## Input for this task
:::

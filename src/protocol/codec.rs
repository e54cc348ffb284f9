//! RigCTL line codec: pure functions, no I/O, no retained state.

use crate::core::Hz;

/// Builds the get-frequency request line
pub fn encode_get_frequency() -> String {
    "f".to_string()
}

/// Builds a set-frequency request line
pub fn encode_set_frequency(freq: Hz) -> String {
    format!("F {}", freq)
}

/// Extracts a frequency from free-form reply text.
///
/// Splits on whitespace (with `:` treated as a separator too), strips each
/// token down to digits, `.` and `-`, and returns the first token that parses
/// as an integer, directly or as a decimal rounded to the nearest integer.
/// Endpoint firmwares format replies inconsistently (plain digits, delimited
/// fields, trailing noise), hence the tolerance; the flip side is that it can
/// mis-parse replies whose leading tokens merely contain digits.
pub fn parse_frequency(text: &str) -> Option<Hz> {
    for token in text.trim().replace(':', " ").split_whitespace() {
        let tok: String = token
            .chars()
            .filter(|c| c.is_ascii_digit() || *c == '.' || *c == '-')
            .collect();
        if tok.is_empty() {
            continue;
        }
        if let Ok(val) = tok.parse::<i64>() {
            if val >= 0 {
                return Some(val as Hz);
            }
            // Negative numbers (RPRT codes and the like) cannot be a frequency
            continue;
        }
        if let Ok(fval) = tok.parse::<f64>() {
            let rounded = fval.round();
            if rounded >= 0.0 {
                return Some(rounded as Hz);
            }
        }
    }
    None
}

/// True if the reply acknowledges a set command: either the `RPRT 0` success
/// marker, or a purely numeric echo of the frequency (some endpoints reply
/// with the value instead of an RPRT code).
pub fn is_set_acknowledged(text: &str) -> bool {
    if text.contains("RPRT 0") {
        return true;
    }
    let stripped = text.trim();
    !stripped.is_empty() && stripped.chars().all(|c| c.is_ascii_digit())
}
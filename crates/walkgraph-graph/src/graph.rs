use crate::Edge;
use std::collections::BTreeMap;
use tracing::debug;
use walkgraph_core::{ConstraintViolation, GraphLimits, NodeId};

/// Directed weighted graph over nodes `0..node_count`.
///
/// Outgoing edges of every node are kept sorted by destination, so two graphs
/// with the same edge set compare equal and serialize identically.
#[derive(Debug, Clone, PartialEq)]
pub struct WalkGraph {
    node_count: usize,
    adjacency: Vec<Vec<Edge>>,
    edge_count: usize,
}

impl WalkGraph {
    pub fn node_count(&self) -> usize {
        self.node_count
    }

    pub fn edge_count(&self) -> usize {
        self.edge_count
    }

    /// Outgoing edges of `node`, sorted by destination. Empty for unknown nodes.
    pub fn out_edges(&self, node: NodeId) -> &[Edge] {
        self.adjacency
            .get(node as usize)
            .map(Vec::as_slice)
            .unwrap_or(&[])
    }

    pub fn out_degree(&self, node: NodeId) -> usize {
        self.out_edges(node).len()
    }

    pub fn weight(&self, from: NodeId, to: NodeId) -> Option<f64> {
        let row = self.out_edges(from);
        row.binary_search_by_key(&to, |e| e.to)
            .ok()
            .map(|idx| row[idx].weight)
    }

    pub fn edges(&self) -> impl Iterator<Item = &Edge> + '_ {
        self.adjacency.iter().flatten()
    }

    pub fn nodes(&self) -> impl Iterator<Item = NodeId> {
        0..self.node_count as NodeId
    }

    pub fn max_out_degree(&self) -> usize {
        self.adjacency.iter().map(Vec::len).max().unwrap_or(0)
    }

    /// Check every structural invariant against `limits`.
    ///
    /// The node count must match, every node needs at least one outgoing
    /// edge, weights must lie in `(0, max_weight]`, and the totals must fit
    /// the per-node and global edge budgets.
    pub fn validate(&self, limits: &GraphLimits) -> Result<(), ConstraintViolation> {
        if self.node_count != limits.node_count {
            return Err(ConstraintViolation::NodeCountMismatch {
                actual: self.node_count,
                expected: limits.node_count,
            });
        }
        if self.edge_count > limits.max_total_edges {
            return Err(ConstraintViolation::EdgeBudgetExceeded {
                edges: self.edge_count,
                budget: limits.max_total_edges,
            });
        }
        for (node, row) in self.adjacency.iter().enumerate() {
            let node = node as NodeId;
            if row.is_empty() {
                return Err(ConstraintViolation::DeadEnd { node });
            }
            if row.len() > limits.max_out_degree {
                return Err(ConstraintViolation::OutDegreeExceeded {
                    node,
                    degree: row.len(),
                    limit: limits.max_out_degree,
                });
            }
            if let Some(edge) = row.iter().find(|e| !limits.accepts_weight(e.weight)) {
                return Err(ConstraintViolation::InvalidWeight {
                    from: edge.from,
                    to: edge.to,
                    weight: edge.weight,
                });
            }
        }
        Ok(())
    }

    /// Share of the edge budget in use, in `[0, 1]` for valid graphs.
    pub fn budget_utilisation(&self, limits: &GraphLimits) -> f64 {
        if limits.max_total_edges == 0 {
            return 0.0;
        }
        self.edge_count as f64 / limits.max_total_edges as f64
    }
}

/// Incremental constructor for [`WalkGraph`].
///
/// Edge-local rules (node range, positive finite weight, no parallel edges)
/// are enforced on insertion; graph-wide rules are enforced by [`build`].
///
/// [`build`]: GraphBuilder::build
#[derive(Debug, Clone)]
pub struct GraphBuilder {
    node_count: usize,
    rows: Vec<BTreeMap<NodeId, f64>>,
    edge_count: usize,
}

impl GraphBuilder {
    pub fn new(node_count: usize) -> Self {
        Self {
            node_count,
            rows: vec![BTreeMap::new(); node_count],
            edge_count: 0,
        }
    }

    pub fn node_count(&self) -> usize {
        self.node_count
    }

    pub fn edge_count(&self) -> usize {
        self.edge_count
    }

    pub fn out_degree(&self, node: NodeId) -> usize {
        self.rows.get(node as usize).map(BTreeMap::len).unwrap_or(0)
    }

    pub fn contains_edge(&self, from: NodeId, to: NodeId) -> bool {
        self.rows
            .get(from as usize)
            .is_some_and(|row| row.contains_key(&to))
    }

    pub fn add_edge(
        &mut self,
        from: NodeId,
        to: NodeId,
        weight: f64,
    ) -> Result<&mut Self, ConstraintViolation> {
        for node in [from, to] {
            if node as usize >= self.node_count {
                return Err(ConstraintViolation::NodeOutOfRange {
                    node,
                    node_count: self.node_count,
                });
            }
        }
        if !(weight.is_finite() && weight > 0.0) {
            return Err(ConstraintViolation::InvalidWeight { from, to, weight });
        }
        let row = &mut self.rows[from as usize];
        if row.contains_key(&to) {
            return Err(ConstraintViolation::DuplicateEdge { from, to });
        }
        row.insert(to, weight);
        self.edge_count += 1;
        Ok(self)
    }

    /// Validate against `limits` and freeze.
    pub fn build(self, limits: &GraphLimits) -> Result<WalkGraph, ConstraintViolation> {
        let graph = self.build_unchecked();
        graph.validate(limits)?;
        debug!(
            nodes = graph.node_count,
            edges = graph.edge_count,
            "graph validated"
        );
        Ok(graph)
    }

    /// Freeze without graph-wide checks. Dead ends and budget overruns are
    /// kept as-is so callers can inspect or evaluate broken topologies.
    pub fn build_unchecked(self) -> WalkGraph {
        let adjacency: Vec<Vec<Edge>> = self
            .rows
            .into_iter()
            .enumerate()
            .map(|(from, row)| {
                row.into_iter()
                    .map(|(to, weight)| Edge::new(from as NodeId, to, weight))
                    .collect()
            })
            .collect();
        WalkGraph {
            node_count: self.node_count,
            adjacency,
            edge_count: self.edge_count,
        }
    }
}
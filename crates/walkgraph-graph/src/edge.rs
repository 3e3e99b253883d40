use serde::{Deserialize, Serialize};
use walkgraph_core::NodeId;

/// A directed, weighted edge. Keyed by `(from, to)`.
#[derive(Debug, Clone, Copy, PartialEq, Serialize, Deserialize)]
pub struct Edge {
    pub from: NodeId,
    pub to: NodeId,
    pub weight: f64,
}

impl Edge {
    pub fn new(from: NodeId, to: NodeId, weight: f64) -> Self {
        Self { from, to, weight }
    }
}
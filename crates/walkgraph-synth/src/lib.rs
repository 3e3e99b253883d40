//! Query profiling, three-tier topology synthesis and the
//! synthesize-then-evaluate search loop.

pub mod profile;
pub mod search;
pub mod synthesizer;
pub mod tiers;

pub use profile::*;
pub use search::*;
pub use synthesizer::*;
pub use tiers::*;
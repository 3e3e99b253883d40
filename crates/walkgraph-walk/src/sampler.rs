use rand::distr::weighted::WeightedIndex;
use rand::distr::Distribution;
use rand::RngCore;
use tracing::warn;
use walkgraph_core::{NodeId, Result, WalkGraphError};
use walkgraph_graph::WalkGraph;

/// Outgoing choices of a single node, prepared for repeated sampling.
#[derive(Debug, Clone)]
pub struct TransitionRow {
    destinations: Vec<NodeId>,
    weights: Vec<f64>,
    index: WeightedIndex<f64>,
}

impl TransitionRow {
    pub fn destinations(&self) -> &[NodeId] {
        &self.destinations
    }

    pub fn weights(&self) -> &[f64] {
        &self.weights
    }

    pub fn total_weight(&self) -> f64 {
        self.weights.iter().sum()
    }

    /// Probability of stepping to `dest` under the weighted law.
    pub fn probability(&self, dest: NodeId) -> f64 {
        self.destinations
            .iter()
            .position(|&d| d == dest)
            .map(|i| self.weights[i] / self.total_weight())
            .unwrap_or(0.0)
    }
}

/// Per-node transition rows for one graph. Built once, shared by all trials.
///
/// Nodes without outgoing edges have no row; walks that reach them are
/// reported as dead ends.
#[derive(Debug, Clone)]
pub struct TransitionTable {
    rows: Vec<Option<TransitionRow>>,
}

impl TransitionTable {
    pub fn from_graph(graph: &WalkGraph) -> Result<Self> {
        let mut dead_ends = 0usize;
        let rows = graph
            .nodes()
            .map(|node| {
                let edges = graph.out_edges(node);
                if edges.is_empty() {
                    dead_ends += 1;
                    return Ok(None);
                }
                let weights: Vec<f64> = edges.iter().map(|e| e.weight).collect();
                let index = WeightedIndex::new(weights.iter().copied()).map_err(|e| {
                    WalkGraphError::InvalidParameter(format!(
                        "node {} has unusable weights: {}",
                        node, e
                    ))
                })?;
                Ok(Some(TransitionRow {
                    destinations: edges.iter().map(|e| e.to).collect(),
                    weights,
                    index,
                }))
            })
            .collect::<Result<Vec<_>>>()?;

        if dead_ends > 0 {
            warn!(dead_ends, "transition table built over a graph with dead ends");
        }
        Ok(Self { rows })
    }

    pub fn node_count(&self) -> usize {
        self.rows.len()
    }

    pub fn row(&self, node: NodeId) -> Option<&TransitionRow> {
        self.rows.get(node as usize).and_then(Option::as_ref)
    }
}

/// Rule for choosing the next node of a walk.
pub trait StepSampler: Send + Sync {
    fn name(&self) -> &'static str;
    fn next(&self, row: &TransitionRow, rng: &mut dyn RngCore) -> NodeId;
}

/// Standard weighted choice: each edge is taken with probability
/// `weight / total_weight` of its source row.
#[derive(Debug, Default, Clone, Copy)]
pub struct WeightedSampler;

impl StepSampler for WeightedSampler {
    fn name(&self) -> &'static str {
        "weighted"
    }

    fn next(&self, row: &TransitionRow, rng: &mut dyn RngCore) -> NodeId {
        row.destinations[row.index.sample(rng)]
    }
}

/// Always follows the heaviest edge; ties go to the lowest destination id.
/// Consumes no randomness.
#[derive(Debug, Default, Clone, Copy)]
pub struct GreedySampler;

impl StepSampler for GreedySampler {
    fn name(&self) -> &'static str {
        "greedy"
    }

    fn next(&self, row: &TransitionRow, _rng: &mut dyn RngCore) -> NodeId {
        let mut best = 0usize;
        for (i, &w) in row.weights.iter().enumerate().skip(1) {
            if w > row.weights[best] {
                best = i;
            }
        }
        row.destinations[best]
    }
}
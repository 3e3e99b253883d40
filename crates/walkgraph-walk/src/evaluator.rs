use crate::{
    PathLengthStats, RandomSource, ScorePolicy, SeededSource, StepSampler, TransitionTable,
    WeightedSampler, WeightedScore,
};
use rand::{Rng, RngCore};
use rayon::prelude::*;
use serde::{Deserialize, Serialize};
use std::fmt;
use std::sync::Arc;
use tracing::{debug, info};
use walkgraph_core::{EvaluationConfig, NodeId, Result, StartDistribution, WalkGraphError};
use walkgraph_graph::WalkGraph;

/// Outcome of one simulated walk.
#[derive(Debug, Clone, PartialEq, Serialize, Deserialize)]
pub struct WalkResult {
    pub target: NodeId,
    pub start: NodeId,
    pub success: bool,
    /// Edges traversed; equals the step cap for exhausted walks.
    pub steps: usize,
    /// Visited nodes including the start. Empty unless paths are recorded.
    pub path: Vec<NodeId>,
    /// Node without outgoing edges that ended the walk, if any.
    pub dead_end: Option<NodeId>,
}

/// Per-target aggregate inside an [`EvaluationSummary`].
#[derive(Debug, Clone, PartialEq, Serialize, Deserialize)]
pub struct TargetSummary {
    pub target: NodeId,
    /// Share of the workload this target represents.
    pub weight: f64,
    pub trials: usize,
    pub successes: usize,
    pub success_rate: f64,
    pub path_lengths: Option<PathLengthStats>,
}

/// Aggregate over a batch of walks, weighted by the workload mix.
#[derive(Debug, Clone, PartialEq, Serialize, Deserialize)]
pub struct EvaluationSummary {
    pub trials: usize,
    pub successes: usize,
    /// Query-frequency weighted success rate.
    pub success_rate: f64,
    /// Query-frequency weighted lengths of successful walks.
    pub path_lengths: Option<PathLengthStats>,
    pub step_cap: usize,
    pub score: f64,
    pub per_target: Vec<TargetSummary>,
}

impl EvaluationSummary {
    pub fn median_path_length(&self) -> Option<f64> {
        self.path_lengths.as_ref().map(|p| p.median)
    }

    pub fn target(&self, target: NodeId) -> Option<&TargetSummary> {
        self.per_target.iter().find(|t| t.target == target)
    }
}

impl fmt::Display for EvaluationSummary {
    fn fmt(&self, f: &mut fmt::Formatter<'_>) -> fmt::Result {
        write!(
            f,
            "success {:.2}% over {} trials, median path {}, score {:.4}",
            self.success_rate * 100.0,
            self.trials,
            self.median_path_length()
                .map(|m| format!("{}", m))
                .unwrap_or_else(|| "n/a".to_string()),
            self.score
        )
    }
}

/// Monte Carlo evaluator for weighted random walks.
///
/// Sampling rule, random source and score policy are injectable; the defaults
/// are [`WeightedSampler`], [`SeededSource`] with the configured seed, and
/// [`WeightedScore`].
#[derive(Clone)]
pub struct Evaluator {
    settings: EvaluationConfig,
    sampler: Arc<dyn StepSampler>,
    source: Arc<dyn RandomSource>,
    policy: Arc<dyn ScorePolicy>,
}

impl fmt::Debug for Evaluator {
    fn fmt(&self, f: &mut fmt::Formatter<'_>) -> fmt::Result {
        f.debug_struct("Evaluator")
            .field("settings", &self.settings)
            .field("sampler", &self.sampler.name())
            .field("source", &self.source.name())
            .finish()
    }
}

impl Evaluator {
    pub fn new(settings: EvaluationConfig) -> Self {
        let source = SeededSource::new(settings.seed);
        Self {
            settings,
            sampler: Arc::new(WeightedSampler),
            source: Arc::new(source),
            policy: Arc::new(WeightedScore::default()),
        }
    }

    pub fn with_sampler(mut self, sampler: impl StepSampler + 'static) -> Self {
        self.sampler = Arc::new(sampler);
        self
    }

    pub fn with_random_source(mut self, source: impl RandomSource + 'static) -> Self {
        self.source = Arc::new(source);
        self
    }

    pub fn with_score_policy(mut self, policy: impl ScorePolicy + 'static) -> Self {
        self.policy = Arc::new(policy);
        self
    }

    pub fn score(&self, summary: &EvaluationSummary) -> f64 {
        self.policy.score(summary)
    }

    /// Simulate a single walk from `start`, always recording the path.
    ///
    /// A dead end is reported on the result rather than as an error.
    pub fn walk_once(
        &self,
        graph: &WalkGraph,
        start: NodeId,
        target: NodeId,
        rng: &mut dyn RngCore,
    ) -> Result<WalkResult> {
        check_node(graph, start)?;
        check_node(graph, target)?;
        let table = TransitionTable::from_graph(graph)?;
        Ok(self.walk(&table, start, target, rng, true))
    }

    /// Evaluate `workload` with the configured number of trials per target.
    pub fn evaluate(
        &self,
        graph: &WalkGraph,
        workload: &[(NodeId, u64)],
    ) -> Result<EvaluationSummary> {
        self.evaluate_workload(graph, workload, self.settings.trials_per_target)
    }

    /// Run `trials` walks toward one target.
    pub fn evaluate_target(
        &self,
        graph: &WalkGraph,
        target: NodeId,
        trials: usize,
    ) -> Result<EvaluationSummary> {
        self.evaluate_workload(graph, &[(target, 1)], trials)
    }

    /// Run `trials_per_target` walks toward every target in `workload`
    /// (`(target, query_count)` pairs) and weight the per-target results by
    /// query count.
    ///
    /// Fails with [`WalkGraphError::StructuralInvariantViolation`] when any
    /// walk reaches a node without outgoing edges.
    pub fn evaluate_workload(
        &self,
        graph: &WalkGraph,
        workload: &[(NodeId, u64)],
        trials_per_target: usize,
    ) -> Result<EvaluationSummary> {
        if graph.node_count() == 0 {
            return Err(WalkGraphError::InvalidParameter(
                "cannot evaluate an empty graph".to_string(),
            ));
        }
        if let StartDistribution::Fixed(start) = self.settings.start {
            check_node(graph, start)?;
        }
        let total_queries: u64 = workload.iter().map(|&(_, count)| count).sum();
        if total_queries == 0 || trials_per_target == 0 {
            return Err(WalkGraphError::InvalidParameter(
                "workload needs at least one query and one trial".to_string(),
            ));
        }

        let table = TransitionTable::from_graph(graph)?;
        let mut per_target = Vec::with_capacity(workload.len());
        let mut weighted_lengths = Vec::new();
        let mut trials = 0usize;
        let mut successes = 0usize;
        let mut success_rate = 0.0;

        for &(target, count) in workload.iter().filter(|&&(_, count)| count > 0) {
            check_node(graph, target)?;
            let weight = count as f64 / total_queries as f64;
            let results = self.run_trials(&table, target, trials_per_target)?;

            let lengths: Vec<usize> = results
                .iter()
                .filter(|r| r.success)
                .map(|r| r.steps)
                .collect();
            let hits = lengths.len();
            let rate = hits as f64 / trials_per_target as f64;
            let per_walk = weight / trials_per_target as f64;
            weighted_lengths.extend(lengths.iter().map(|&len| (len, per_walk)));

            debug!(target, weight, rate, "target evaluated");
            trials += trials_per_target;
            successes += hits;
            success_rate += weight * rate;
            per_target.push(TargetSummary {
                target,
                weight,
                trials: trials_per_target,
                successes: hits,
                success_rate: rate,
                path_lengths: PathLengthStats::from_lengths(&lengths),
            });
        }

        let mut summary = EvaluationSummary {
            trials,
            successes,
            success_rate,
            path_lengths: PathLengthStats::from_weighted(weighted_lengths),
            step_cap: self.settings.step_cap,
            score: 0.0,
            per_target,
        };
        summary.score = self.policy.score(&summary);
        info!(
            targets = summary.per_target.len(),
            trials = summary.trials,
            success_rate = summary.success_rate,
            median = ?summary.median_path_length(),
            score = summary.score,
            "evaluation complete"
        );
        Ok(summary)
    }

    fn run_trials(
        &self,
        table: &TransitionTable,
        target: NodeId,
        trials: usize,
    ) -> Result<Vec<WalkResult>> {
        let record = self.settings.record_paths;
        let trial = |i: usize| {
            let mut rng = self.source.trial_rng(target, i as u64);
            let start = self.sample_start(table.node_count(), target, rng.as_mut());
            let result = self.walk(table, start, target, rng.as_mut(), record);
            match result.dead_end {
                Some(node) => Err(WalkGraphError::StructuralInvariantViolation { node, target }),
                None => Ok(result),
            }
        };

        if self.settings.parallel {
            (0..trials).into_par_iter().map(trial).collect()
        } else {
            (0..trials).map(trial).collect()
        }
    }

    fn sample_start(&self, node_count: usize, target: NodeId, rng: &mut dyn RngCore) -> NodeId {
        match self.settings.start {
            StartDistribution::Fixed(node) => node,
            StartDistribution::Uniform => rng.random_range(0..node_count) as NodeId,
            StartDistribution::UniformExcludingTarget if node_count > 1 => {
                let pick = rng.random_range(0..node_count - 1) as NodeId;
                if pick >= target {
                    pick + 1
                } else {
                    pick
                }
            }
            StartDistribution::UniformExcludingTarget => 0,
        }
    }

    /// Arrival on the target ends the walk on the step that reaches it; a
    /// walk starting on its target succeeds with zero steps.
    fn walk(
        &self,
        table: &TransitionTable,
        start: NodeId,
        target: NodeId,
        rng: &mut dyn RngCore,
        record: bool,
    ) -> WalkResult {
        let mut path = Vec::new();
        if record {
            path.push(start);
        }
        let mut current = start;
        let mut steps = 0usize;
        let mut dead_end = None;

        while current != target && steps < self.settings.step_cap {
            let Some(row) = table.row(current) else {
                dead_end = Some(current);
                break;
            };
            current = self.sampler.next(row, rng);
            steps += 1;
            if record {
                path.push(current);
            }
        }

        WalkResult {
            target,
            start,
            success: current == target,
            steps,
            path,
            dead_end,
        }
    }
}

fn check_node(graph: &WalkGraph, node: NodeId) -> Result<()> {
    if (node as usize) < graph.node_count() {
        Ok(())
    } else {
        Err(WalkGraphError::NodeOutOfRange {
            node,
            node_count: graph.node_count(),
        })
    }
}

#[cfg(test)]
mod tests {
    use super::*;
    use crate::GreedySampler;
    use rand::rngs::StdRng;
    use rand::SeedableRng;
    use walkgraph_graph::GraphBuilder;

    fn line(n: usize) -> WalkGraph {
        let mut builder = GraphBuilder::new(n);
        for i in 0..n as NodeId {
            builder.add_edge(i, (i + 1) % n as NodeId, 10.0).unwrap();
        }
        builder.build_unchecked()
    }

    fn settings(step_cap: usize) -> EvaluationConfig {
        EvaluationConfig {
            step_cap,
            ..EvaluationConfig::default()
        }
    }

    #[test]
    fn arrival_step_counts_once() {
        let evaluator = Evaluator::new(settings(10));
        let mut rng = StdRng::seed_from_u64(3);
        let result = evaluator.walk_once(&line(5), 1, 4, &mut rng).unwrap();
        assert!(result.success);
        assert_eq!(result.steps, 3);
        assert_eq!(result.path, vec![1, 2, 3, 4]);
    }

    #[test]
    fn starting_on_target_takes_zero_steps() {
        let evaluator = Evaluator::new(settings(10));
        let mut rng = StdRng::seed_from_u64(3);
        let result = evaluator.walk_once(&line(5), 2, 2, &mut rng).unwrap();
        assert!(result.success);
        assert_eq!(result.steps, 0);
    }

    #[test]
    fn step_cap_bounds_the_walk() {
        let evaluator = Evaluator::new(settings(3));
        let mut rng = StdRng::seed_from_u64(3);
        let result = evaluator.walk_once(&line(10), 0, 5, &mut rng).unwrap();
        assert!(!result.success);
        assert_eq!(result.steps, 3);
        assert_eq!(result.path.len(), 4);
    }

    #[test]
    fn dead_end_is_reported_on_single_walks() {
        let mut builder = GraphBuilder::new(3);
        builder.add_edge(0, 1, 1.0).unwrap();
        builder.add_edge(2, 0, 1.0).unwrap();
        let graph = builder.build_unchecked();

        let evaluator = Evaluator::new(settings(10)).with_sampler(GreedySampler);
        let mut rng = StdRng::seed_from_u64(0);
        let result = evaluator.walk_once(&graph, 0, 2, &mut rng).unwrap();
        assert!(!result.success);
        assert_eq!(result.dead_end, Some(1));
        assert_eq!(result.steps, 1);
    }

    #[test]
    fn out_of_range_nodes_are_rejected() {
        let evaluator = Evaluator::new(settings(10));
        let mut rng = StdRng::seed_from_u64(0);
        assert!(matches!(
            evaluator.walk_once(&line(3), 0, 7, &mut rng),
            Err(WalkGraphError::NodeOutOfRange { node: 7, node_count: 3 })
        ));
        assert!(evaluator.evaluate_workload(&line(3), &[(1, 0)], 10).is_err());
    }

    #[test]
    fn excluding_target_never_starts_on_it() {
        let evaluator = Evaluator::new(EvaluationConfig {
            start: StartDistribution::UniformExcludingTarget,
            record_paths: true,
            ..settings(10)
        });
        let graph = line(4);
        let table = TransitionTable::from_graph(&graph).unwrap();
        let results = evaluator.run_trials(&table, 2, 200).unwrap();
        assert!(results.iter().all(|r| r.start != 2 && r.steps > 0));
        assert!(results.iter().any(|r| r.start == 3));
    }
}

:::

Copying word for word, give each line of the data above from the first one through the line containing "let stripped = text.trim();", and nothing else.

## Task response
filename src/protocol/codec.rs
repository e54cc348ffb284f9
//! RigCTL line codec: pure functions, no I/O, no retained state.

use crate::core::Hz;

/// Builds the get-frequency request line
pub fn encode_get_frequency() -> String {
    "f".to_string()
}

/// Builds a set-frequency request line
pub fn encode_set_frequency(freq: Hz) -> String {
    format!("F {}", freq)
}

/// Extracts a frequency from free-form reply text.
///
/// Splits on whitespace (with `:` treated as a separator too), strips each
/// token down to digits, `.` and `-`, and returns the first token that parses
/// as an integer, directly or as a decimal rounded to the nearest integer.
/// Endpoint firmwares format replies inconsistently (plain digits, delimited
/// fields, trailing noise), hence the tolerance; the flip side is that it can
/// mis-parse replies whose leading tokens merely contain digits.
pub fn parse_frequency(text: &str) -> Option<Hz> {
    for token in text.trim().replace(':', " ").split_whitespace() {
        let tok: String = token
            .chars()
            .filter(|c| c.is_ascii_digit() || *c == '.' || *c == '-')
            .collect();
        if tok.is_empty() {
            continue;
        }
        if let Ok(val) = tok.parse::<i64>() {
            if val >= 0 {
                return Some(val as Hz);
            }
            // Negative numbers (RPRT codes and the like) cannot be a frequency
            continue;
        }
        if let Ok(fval) = tok.parse::<f64>() {
            let rounded = fval.round();
            if rounded >= 0.0 {
                return Some(rounded as Hz);
            }
        }
    }
    None
}

/// True if the reply acknowledges a set command: either the `RPRT 0` success
/// marker, or a purely numeric echo of the frequency (some endpoints reply
/// with the value instead of an RPRT code).
pub fn is_set_acknowledged(text: &str) -> bool {
    if text.contains("RPRT 0") {
        return true;
    }
    let stripped = text.trim();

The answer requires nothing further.